> Exercise goal
Go through the entries and copy every line that has the string "bold" in it.

**** Records for this exercise ****

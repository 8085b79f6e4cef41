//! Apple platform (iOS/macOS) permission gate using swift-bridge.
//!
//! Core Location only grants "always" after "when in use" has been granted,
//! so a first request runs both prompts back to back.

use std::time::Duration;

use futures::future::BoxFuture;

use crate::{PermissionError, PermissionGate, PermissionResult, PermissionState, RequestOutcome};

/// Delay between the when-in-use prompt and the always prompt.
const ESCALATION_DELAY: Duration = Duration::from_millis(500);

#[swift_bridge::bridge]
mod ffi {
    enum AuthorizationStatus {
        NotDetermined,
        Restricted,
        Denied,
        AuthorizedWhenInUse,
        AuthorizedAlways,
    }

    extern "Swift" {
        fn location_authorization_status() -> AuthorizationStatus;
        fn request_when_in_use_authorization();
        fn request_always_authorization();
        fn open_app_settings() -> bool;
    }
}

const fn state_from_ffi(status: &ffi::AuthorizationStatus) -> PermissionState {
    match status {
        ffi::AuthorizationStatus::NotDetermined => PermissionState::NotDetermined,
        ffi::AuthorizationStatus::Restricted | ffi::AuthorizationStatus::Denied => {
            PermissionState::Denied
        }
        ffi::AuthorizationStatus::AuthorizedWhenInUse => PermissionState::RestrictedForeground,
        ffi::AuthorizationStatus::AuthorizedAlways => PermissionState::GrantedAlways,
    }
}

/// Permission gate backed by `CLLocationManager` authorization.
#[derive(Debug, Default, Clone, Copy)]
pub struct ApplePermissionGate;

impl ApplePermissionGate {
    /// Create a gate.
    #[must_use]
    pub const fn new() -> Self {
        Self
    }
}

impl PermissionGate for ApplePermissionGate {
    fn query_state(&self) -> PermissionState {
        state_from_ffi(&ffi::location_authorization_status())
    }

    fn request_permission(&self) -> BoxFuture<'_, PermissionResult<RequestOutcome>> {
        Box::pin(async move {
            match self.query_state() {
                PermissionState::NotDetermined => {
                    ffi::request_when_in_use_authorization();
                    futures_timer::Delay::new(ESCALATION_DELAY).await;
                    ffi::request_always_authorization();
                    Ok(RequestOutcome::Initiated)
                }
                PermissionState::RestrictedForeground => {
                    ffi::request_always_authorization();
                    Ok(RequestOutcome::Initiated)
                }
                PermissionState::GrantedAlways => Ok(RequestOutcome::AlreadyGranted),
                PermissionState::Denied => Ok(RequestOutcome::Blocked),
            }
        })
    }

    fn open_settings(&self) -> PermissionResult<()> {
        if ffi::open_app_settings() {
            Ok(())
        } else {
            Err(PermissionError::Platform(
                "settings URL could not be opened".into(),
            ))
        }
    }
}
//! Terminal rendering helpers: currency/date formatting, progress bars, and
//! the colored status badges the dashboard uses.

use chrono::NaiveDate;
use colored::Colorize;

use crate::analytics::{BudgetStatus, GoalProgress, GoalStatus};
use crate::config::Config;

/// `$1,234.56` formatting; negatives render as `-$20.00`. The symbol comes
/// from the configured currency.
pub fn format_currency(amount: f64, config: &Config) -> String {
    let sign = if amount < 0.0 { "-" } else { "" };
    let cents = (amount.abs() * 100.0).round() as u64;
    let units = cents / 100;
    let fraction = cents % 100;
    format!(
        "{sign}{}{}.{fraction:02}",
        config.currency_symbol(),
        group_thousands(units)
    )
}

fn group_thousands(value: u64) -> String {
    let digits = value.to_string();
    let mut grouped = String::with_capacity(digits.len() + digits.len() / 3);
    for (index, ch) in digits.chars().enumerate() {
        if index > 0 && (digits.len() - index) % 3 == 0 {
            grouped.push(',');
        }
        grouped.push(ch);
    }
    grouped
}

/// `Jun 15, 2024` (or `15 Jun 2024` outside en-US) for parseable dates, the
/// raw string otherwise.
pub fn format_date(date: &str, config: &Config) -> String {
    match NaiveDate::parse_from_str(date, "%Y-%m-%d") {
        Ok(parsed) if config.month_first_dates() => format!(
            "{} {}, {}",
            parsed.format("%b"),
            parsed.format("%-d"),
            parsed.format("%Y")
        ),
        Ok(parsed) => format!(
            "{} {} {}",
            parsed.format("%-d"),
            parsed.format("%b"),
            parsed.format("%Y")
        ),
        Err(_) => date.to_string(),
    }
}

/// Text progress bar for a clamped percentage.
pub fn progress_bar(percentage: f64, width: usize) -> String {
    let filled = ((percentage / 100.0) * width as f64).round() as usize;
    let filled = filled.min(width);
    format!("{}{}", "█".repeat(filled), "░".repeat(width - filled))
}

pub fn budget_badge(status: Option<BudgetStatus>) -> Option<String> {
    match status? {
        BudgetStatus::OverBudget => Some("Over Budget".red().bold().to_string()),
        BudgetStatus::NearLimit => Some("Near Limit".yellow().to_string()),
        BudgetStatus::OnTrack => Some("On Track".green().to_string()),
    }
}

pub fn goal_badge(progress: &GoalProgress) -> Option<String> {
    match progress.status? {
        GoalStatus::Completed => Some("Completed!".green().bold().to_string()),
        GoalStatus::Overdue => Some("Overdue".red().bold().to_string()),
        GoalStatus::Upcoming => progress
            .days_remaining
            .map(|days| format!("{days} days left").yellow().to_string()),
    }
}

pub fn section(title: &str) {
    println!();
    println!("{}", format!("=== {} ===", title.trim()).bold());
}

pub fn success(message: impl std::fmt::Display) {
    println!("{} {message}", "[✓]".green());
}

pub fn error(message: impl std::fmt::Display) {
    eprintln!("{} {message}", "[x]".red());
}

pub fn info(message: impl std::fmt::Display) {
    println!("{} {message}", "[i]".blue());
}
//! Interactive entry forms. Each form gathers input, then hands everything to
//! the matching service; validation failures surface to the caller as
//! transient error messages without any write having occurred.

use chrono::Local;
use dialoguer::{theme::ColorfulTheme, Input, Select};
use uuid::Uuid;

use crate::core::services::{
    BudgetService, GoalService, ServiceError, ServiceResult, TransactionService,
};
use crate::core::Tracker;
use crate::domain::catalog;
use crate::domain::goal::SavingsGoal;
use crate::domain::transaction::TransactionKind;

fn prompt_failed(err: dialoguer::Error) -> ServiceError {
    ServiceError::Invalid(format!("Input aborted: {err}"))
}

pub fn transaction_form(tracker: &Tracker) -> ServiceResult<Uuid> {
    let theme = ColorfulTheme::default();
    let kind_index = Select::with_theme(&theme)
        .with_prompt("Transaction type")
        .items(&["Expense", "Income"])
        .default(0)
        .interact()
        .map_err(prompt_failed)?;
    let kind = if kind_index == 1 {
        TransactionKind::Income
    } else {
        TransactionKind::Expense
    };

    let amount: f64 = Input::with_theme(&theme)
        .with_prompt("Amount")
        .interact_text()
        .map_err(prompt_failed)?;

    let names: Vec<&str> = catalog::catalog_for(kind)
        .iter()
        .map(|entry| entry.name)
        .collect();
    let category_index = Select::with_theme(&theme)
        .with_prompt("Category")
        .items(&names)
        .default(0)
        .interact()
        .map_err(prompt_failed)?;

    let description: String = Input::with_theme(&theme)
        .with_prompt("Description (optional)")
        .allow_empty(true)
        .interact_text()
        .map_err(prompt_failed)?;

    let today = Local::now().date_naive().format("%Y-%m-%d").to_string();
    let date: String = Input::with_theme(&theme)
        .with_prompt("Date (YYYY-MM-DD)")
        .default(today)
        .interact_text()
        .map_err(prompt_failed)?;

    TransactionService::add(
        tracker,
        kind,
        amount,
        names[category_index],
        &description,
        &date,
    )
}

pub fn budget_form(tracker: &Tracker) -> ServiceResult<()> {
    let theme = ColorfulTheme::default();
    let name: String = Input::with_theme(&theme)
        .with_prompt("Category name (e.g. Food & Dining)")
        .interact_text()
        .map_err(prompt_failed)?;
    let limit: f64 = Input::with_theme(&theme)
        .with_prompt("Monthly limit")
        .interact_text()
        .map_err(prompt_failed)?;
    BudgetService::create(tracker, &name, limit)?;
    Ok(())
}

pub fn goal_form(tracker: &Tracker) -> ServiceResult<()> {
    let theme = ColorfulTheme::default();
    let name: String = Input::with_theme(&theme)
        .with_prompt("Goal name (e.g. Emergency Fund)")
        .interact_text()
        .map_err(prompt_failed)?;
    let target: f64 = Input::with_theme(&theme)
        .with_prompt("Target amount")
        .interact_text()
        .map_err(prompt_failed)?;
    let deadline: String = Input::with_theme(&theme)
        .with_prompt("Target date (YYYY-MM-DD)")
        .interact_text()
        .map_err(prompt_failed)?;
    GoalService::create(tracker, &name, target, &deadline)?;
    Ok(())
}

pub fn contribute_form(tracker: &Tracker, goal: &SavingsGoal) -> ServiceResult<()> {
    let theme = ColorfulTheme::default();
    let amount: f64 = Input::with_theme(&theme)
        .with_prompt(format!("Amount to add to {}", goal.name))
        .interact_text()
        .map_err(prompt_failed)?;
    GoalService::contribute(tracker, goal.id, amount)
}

****

> Task result
        BudgetStatus::OverBudget => Some("Over Budget".red().bold().to_string()),
        GoalStatus::Completed => Some("Completed!".green().bold().to_string()),
        GoalStatus::Overdue => Some("Overdue".red().bold().to_string()),
    println!("{}", format!("=== {} ===", title.trim()).bold());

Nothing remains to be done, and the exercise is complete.